▶ Task instructions
Report all lines from the entries below in which "Debug" appears.

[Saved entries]
--- START ---

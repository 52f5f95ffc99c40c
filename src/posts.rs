use std::borrow::Cow;

use indexmap::IndexMap;
use serde::{Deserialize, Serialize};
use serde_json::{Map, Value};

/// A single post of a toolkit, as returned by the API.
///
/// The JSON object is kept as is and re-serialized unchanged. Display
/// attributes are read through accessors that tolerate missing, `null` or
/// oddly typed values.
#[derive(Debug, Clone, PartialEq, Serialize, Deserialize)]
#[serde(transparent)]
pub struct Post(Map<String, Value>);

/// Borrowed view of a post's `captioned_link`.
#[derive(Debug, Clone, Copy, PartialEq, Eq)]
pub struct CaptionedLink<'a> {
    pub caption: Option<&'a str>,
    pub link: Option<&'a str>,
}

/// Posts sharing one `group_id`. Never empty.
#[derive(Debug, Clone, PartialEq, Serialize)]
#[serde(rename_all = "camelCase")]
pub struct PostGroup {
    pub group_id: String,
    pub posts: Vec<Post>,
}

impl Post {
    pub fn get(&self, key: &str) -> Option<&Value> {
        self.0.get(key)
    }

    fn str_field(&self, key: &str) -> Option<&str> {
        self.get(key).and_then(Value::as_str)
    }

    /// Group key. Absent or `null` is the empty string, which is still a
    /// valid key. Non-string scalars group by their JSON text.
    pub fn group_id(&self) -> Cow<'_, str> {
        match self.get("group_id") {
            None | Some(Value::Null) => Cow::Borrowed(""),
            Some(Value::String(s)) => Cow::Borrowed(s.as_str()),
            Some(other) => Cow::Owned(other.to_string()),
        }
    }

    pub fn status(&self) -> Option<&str> {
        self.str_field("status")
    }

    pub fn text(&self) -> Option<&str> {
        self.str_field("text")
    }

    pub fn ai_generated(&self) -> bool {
        self.get("ai_generated")
            .and_then(Value::as_bool)
            .unwrap_or_default()
    }

    pub fn social_networks(&self) -> impl Iterator<Item = &str> {
        self.get("social_networks")
            .and_then(Value::as_array)
            .into_iter()
            .flatten()
            .filter_map(Value::as_str)
    }

    pub fn captioned_link(&self) -> Option<CaptionedLink<'_>> {
        let link = self.get("captioned_link")?.as_object()?;

        Some(CaptionedLink {
            caption: link.get("caption").and_then(Value::as_str),
            link: link.get("link").and_then(Value::as_str),
        })
    }

    /// `preview.preview_url` of every media group that has one.
    pub fn media_previews(&self) -> impl Iterator<Item = &str> {
        self.get("media_groups")
            .and_then(Value::as_array)
            .into_iter()
            .flatten()
            .filter_map(|g| g.get("preview")?.get("preview_url")?.as_str())
    }
}

/// Partitions posts by `group_id`.
///
/// Groups come out in the order their key was first seen, posts inside a
/// group keep their input order.
pub fn group_posts<I>(posts: I) -> Vec<PostGroup>
where
    I: IntoIterator<Item = Post>,
{
    let mut groups: IndexMap<String, Vec<Post>> = IndexMap::new();

    for post in posts {
        groups
            .entry(post.group_id().into_owned())
            .or_default()
            .push(post);
    }

    groups
        .into_iter()
        .map(|(group_id, posts)| PostGroup { group_id, posts })
        .collect()
}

--- END ---

▶ Written solution
#[derive(Debug, Clone, PartialEq, Serialize, Deserialize)]
#[derive(Debug, Clone, Copy, PartialEq, Eq)]
#[derive(Debug, Clone, PartialEq, Serialize)]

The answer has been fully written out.